Dataset entries:

[Start of Attachment]

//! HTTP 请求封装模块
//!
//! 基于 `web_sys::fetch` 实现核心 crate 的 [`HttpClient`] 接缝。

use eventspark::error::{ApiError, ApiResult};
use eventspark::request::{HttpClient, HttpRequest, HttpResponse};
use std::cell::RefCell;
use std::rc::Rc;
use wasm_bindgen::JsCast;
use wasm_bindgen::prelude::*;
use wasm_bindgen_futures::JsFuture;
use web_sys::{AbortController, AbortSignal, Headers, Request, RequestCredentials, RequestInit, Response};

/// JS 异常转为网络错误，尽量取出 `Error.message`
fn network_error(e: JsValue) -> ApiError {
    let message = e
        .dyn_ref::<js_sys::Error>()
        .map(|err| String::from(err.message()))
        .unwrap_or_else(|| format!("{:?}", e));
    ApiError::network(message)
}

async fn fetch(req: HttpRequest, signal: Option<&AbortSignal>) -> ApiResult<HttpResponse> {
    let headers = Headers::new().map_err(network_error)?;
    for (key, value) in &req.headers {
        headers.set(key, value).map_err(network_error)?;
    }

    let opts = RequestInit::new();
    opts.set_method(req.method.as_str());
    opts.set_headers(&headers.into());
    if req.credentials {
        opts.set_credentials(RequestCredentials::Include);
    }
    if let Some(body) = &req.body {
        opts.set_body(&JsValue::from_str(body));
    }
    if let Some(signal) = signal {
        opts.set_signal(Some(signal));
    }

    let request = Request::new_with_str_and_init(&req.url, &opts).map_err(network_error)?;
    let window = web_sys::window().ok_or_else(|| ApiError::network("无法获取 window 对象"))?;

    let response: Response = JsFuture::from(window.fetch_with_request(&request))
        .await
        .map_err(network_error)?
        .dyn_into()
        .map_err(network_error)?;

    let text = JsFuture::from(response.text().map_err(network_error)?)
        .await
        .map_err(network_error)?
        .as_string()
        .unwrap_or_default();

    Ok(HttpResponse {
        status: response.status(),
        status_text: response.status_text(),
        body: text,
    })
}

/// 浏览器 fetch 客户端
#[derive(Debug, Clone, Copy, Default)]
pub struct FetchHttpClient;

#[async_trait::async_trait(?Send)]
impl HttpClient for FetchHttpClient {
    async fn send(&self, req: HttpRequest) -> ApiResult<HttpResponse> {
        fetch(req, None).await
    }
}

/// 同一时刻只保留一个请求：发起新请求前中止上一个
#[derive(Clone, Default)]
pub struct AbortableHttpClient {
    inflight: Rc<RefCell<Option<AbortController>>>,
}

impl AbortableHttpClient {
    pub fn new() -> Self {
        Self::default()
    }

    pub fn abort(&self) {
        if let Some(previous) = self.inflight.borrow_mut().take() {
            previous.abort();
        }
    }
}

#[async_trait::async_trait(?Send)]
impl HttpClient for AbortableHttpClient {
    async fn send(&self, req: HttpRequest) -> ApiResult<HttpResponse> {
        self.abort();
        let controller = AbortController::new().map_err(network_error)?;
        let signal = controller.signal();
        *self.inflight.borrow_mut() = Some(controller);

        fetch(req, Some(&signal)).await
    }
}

[End of Attachment]
[Start of Attachment]

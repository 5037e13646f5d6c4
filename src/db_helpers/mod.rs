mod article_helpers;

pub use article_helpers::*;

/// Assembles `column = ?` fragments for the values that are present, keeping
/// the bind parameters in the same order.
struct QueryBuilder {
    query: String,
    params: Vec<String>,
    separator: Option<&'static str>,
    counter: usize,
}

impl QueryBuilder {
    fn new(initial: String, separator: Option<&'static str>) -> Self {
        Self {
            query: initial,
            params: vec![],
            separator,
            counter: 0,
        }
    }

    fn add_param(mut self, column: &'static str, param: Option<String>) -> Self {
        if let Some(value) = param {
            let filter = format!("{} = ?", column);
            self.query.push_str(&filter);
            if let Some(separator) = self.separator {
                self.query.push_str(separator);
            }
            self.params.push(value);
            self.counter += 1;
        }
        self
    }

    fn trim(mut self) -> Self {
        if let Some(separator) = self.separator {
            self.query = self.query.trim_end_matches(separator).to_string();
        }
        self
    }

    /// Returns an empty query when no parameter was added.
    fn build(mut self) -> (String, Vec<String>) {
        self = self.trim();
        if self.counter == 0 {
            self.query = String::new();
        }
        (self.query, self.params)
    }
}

[End of Attachment]

## [THE PROBLEM]
Given the records above, restate word for word only the lines starting at the one with "if let Some(signal)" and ending at the one with "self.abort();".

## [TASK RESPONSE]
    if let Some(signal) = signal {
        opts.set_signal(Some(signal));
    }

    let request = Request::new_with_str_and_init(&req.url, &opts).map_err(network_error)?;
    let window = web_sys::window().ok_or_else(|| ApiError::network("无法获取 window 对象"))?;

    let response: Response = JsFuture::from(window.fetch_with_request(&request))
        .await
        .map_err(network_error)?
        .dyn_into()
        .map_err(network_error)?;

    let text = JsFuture::from(response.text().map_err(network_error)?)
        .await
        .map_err(network_error)?
        .as_string()
        .unwrap_or_default();

    Ok(HttpResponse {
        status: response.status(),
        status_text: response.status_text(),
        body: text,
    })
}

/// 浏览器 fetch 客户端
#[derive(Debug, Clone, Copy, Default)]
pub struct FetchHttpClient;

#[async_trait::async_trait(?Send)]
impl HttpClient for FetchHttpClient {
    async fn send(&self, req: HttpRequest) -> ApiResult<HttpResponse> {
        fetch(req, None).await
    }
}

/// 同一时刻只保留一个请求：发起新请求前中止上一个
#[derive(Clone, Default)]
pub struct AbortableHttpClient {
    inflight: Rc<RefCell<Option<AbortController>>>,
}

impl AbortableHttpClient {
    pub fn new() -> Self {
        Self::default()
    }

    pub fn abort(&self) {
        if let Some(previous) = self.inflight.borrow_mut().take() {
            previous.abort();
        }
    }
}

#[async_trait::async_trait(?Send)]
impl HttpClient for AbortableHttpClient {
    async fn send(&self, req: HttpRequest) -> ApiResult<HttpResponse> {
        self.abort();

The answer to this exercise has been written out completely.